朝一番に、課長がおれに一言 「部長室行って来て。異動のことだと思う」
一瞬、頭の中が真っ白になった。
この時期に、異動のことでわざわざ部長室に呼び出されるとしたら、用件は一つしかない。 おれの4月からの東京行きが決まったのだ。
でも、思ったほどの心の動揺はなかった。 決まってしまったことは、まあ仕方ないと受け止める他ないから、それ以上考える必要がないからだ。 選択肢がないことは楽でいい。
部長室に入ると、部長からも一言 「先日のあの話だけど、君に決まった」
部長はいかにも「選抜された」かのようにフォローしようとするが、目が微妙に泳いでいる。 それもそのはず。

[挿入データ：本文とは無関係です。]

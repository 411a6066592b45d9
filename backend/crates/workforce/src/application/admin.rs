//! Admin Use Cases
//!
//! Audit trail reads, the global blacklist and status overrides. Every
//! change is written together with its audit entry.

use std::sync::Arc;

use kernel::id::UserId;
use serde_json::json;

use crate::application::incidents::resolve_worker;
use crate::domain::entity::audit_entry::AuditEntry;
use crate::domain::entity::worker::Worker;
use crate::domain::repository::{AdminRepository, AuditPage, WorkerRepository};
use crate::domain::value_object::status::WorkerStatus;
use crate::error::{WorkforceError, WorkforceResult};

const MAX_PAGE: i64 = 500;

pub struct StatusOverrideInput {
    /// Official identifier; an internal id is accepted too
    pub worker: String,
    pub status: String,
    pub reason: Option<String>,
}

pub struct AdminUseCase<R>
where
    R: WorkerRepository + AdminRepository,
{
    repo: Arc<R>,
}

impl<R> AdminUseCase<R>
where
    R: WorkerRepository + AdminRepository,
{
    pub fn new(repo: Arc<R>) -> Self {
        Self { repo }
    }

    /// Newest entries first; `limit` is clamped to 1..=500
    pub async fn audit_log(&self, skip: i64, limit: i64) -> WorkforceResult<AuditPage> {
        self.repo
            .audit_log(skip.max(0), limit.clamp(1, MAX_PAGE))
            .await
    }

    pub async fn blacklist(
        &self,
        admin_user: &UserId,
        worker: &str,
        reason: &str,
    ) -> WorkforceResult<Worker> {
        let reason = reason.trim();
        if reason.is_empty() {
            return Err(WorkforceError::InvalidInput(
                "A blacklist reason is required".to_string(),
            ));
        }
        let worker = self.find(worker).await?;

        let audit = AuditEntry::new(
            Some(*admin_user),
            AuditEntry::WORKER_BLACKLISTED,
            "worker",
            worker.worker_id,
            json!({ "reason": reason }),
        );
        self.repo
            .blacklist_worker(&worker.worker_id, reason, &audit)
            .await?;

        tracing::warn!(worker_id = %worker.worker_id, "Worker blacklisted");
        self.repo
            .find_worker(&worker.worker_id)
            .await?
            .ok_or(WorkforceError::WorkerNotFound)
    }

    /// Set the operational status directly. Blacklisted workers stay
    /// blocked and only verified workers may be made active.
    pub async fn override_status(
        &self,
        admin_user: &UserId,
        input: StatusOverrideInput,
    ) -> WorkforceResult<WorkerStatus> {
        let status = WorkerStatus::from_code(input.status.trim()).ok_or_else(|| {
            WorkforceError::InvalidInput(format!("Unknown worker status: {}", input.status))
        })?;
        let worker = self.find(&input.worker).await?;
        if worker.is_blacklisted() {
            return Err(WorkforceError::WorkerBlacklisted);
        }
        if status == WorkerStatus::Active && !worker.is_verified() {
            return Err(WorkforceError::NotVerified);
        }

        let reason = input
            .reason
            .as_deref()
            .map(str::trim)
            .filter(|r| !r.is_empty());
        let audit = AuditEntry::new(
            Some(*admin_user),
            AuditEntry::WORKER_STATUS_OVERRIDE,
            "worker",
            worker.worker_id,
            json!({
                "from": worker.status.code(),
                "status": status.code(),
                "reason": reason,
            }),
        );
        self.repo
            .set_worker_status(&worker.worker_id, status, &audit)
            .await?;

        tracing::info!(
            worker_id = %worker.worker_id,
            from = %worker.status,
            status = %status,
            "Worker status overridden"
        );
        Ok(status)
    }

    async fn find(&self, worker: &str) -> WorkforceResult<Worker> {
        resolve_worker(self.repo.as_ref(), worker)
            .await?
            .ok_or(WorkforceError::WorkerNotFound)
    }
}
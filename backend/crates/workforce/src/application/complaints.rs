//! File Complaint Use Case
//!
//! Anonymous citizens complain about a verified worker by identifier.
//! Unverified workers are reported as not found, as in the public lookup.

use std::sync::Arc;

use serde_json::json;

use crate::domain::entity::audit_entry::AuditEntry;
use crate::domain::entity::complaint::Complaint;
use crate::domain::repository::{ComplaintRepository, WorkerRepository};
use crate::domain::value_object::complaint::ComplaintCategory;
use crate::domain::value_object::worker_identifier::WorkerIdentifier;
use crate::error::{WorkforceError, WorkforceResult};

pub struct FileComplaintInput {
    pub worker_identifier: String,
    pub category: String,
    pub title: String,
    pub description: String,
    pub complainant_name: Option<String>,
    pub complainant_contact: Option<String>,
}

pub struct FileComplaintUseCase<R>
where
    R: WorkerRepository + ComplaintRepository,
{
    repo: Arc<R>,
}

impl<R> FileComplaintUseCase<R>
where
    R: WorkerRepository + ComplaintRepository,
{
    pub fn new(repo: Arc<R>) -> Self {
        Self { repo }
    }

    pub async fn execute(&self, input: FileComplaintInput) -> WorkforceResult<Complaint> {
        let category = ComplaintCategory::from_code(&input.category).ok_or_else(|| {
            WorkforceError::InvalidInput(format!("Unknown complaint category '{}'", input.category))
        })?;
        let title = input.title.trim();
        let description = input.description.trim();
        if title.is_empty() || description.is_empty() {
            return Err(WorkforceError::InvalidInput(
                "Complaint title and description are required".to_string(),
            ));
        }

        let identifier =
            WorkerIdentifier::parse(&input.worker_identifier).ok_or(WorkforceError::WorkerNotFound)?;
        let worker = self
            .repo
            .find_worker_by_identifier(&identifier)
            .await?
            .filter(|w| w.is_publicly_verifiable())
            .ok_or(WorkforceError::WorkerNotFound)?;

        let complaint = Complaint::file(
            worker.worker_id,
            category,
            title.to_string(),
            description.to_string(),
            non_blank(input.complainant_name),
            non_blank(input.complainant_contact),
        );
        let audit = AuditEntry::new(
            None,
            AuditEntry::COMPLAINT_FILED,
            "complaint",
            complaint.complaint_id,
            json!({
                "complaintNumber": complaint.complaint_number,
                "workerIdentifier": identifier.as_str(),
                "category": category.code(),
            }),
        );
        self.repo.file_complaint(&complaint, &audit).await?;

        tracing::info!(
            complaint = %complaint.complaint_number,
            worker_id = %worker.worker_id,
            category = category.code(),
            "Complaint filed"
        );
        Ok(complaint)
    }
}

fn non_blank(value: Option<String>) -> Option<String> {
    value
        .map(|v| v.trim().to_string())
        .filter(|v| !v.is_empty())
}
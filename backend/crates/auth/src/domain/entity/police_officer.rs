//! Police Officer Entity
//!
//! Provisioned together with every `police` account. The officer and
//! station numbers come from one database sequence; station details start
//! at fixed defaults and are corrected by an administrator later.

use chrono::{DateTime, Datelike, Utc};
use kernel::id::{OfficerId, UserId};

pub const DEFAULT_STATION_NAME: &str = "Central Police Station";
pub const DEFAULT_DISTRICT: &str = "District HQ";
pub const DEFAULT_STATE: &str = "Bihar";
pub const DEFAULT_RANK: &str = "Inspector";

#[derive(Debug, Clone)]
pub struct PoliceOfficer {
    pub officer_id: OfficerId,
    pub user_id: UserId,
    /// Service number, `OFF-{year}-{seq:05}`
    pub badge_number: String,
    /// `PS{seq:03}`
    pub station_code: String,
    pub station_name: String,
    pub district: String,
    pub state: String,
    pub rank: String,
    pub created_at: DateTime<Utc>,
}

impl PoliceOfficer {
    pub fn provision(user_id: UserId, sequence: i64) -> Self {
        let now = Utc::now();
        Self {
            officer_id: OfficerId::new(),
            user_id,
            badge_number: badge_number(now.year(), sequence),
            station_code: station_code(sequence),
            station_name: DEFAULT_STATION_NAME.to_string(),
            district: DEFAULT_DISTRICT.to_string(),
            state: DEFAULT_STATE.to_string(),
            rank: DEFAULT_RANK.to_string(),
            created_at: now,
        }
    }
}

pub fn badge_number(year: i32, sequence: i64) -> String {
    format!("OFF-{year}-{sequence:05}")
}

pub fn station_code(sequence: i64) -> String {
    format!("PS{sequence:03}")
}
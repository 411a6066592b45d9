//! Value Object Module

pub mod email;
pub mod mobile;
pub mod user_role;
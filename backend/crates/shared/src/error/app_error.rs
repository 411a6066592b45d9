//! Application Error - Unified error type for the application
//!
//! Defines [`AppError`] and [`AppResult<T>`]. Domain crates keep their own
//! `thiserror` enums and convert into `AppError` at the HTTP boundary.

use std::borrow::Cow;
use std::error::Error;
use std::fmt;

use super::kind::ErrorKind;

/// Unified error carried to the HTTP boundary.
///
/// * `kind` - classification, decides the status code
/// * `message` - user-facing detail
/// * `action` - optional hint for what the caller should do next
/// * `source` - underlying error, never serialized
///
/// ```rust
/// use kernel::error::{app_error::AppError, kind::ErrorKind};
///
/// let err = AppError::new(ErrorKind::NotFound, "Worker not found");
/// let err = AppError::conflict("Worker identifier already issued")
///     .with_action("Reload the worker record");
/// ```
pub struct AppError {
    kind: ErrorKind,
    message: Cow<'static, str>,
    action: Option<Cow<'static, str>>,
    source: Option<Box<dyn Error + Send + Sync + 'static>>,
}

/// `Result<T, AppError>`
pub type AppResult<T> = Result<T, AppError>;

impl AppError {
    // ========================================================================
    // Constructors
    // ========================================================================

    #[inline]
    pub fn new(kind: ErrorKind, message: impl Into<Cow<'static, str>>) -> Self {
        Self {
            kind,
            message: message.into(),
            action: None,
            source: None,
        }
    }

    #[inline]
    pub fn bad_request(message: impl Into<Cow<'static, str>>) -> Self {
        Self::new(ErrorKind::BadRequest, message)
    }

    #[inline]
    pub fn unauthorized(message: impl Into<Cow<'static, str>>) -> Self {
        Self::new(ErrorKind::Unauthorized, message)
    }

    #[inline]
    pub fn forbidden(message: impl Into<Cow<'static, str>>) -> Self {
        Self::new(ErrorKind::Forbidden, message)
    }

    #[inline]
    pub fn not_found(message: impl Into<Cow<'static, str>>) -> Self {
        Self::new(ErrorKind::NotFound, message)
    }

    #[inline]
    pub fn conflict(message: impl Into<Cow<'static, str>>) -> Self {
        Self::new(ErrorKind::Conflict, message)
    }

    #[inline]
    pub fn unprocessable(message: impl Into<Cow<'static, str>>) -> Self {
        Self::new(ErrorKind::UnprocessableEntity, message)
    }

    #[inline]
    pub fn locked(message: impl Into<Cow<'static, str>>) -> Self {
        Self::new(ErrorKind::Locked, message)
    }

    #[inline]
    pub fn too_many_requests(message: impl Into<Cow<'static, str>>) -> Self {
        Self::new(ErrorKind::TooManyRequests, message)
    }

    #[inline]
    pub fn internal(message: impl Into<Cow<'static, str>>) -> Self {
        Self::new(ErrorKind::InternalServerError, message)
    }

    #[inline]
    pub fn bad_gateway(message: impl Into<Cow<'static, str>>) -> Self {
        Self::new(ErrorKind::BadGateway, message)
    }

    #[inline]
    pub fn service_unavailable(message: impl Into<Cow<'static, str>>) -> Self {
        Self::new(ErrorKind::ServiceUnavailable, message)
    }

    // ========================================================================
    // Builder methods
    // ========================================================================

    /// Attach a user-facing next step
    #[inline]
    pub fn with_action(mut self, action: impl Into<Cow<'static, str>>) -> Self {
        self.action = Some(action.into());
        self
    }

    /// Attach the underlying error for logs
    #[inline]
    pub fn with_source<E>(mut self, source: E) -> Self
    where
        E: Error + Send + Sync + 'static,
    {
        self.source = Some(Box::new(source));
        self
    }

    // ========================================================================
    // Accessors
    // ========================================================================

    #[inline]
    pub fn kind(&self) -> ErrorKind {
        self.kind
    }

    #[inline]
    pub fn status_code(&self) -> u16 {
        self.kind.status_code()
    }

    #[inline]
    pub fn message(&self) -> &str {
        &self.message
    }

    #[inline]
    pub fn action(&self) -> Option<&str> {
        self.action.as_deref()
    }

    #[inline]
    pub fn is_server_error(&self) -> bool {
        self.kind.is_server_error()
    }
}

impl fmt::Debug for AppError {
    fn fmt(&self, f: &mut fmt::Formatter<'_>) -> fmt::Result {
        let mut builder = f.debug_struct("AppError");
        builder.field("kind", &self.kind);
        builder.field("message", &self.message);
        if let Some(action) = &self.action {
            builder.field("action", action);
        }
        if let Some(source) = &self.source {
            builder.field("source", source);
        }
        builder.finish()
    }
}

impl fmt::Display for AppError {
    fn fmt(&self, f: &mut fmt::Formatter<'_>) -> fmt::Result {
        write!(f, "[{}] {}", self.kind, self.message)?;
        if let Some(action) = &self.action {
            write!(f, " (Action: {})", action)?;
        }
        Ok(())
    }
}

impl Error for AppError {
    fn source(&self) -> Option<&(dyn Error + 'static)> {
        self.source
            .as_ref()
            .map(|e| e.as_ref() as &(dyn Error + 'static))
    }
}

// ============================================================================
// Option extension
// ============================================================================

/// Turn an `Option<T>` into an `AppResult<T>`
pub trait OptionExt<T> {
    fn ok_or_app_err(self, kind: ErrorKind, message: impl Into<Cow<'static, str>>) -> AppResult<T>;

    /// `None` becomes 404
    fn ok_or_not_found(self, message: impl Into<Cow<'static, str>>) -> AppResult<T>;
}

impl<T> OptionExt<T> for Option<T> {
    fn ok_or_app_err(self, kind: ErrorKind, message: impl Into<Cow<'static, str>>) -> AppResult<T> {
        self.ok_or_else(|| AppError::new(kind, message))
    }

    fn ok_or_not_found(self, message: impl Into<Cow<'static, str>>) -> AppResult<T> {
        self.ok_or_app_err(ErrorKind::NotFound, message)
    }
}

#[cfg(test)]
mod tests {
    use super::*;

    #[test]
    fn test_new_error() {
        let err = AppError::new(ErrorKind::NotFound, "Worker not found");
        assert_eq!(err.kind(), ErrorKind::NotFound);
        assert_eq!(err.status_code(), 404);
        assert_eq!(err.message(), "Worker not found");
        assert!(err.action().is_none());
    }

    #[test]
    fn test_convenience_constructors() {
        assert_eq!(AppError::bad_request("x").status_code(), 400);
        assert_eq!(AppError::unauthorized("x").status_code(), 401);
        assert_eq!(AppError::forbidden("x").status_code(), 403);
        assert_eq!(AppError::not_found("x").status_code(), 404);
        assert_eq!(AppError::conflict("x").status_code(), 409);
        assert_eq!(AppError::unprocessable("x").status_code(), 422);
        assert_eq!(AppError::locked("x").status_code(), 423);
        assert_eq!(AppError::too_many_requests("x").status_code(), 429);
        assert_eq!(AppError::internal("x").status_code(), 500);
        assert_eq!(AppError::bad_gateway("x").status_code(), 502);
        assert_eq!(AppError::service_unavailable("x").status_code(), 503);
    }

    #[test]
    fn test_display_includes_action() {
        let err = AppError::conflict("Identifier already issued").with_action("Reload");
        assert_eq!(
            err.to_string(),
            "[Conflict] Identifier already issued (Action: Reload)"
        );
    }

    #[test]
    fn test_with_source() {
        let io_err = std::io::Error::new(std::io::ErrorKind::NotFound, "missing");
        let err = AppError::internal("Failed to read file").with_source(io_err);
        assert!(err.source().is_some());
    }

    #[test]
    fn test_option_ext() {
        let none: Option<i32> = None;
        assert_eq!(none.ok_or_not_found("gone").unwrap_err().status_code(), 404);
        assert_eq!(Some(7).ok_or_not_found("gone").unwrap(), 7);
    }
}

東京行きの話は、選抜されたからではなく、他に行く奴がいないからおれに来たということは、誰だってわかることだからだ。
だから誰からも「よかったねー」とは言われない。
おれだって、行きたいわけじゃない。
それでも、これでよかったのかもしれない、とも思う。
小さな子どもだった頃想像していたよりもはるかに、はかなく、それでいてそれほどおもしろいものでもないおれの人生に、少し刺激が生まれるかもしれない。
東京に行くことが、おれの人生にとって、結果として凶だったとしても、どうせ人生はなるようにしかならないのだから、仕方がない。
それにしても、今までやったことがない引越しをしなければならなくなったのは、頭が痛い問題だ。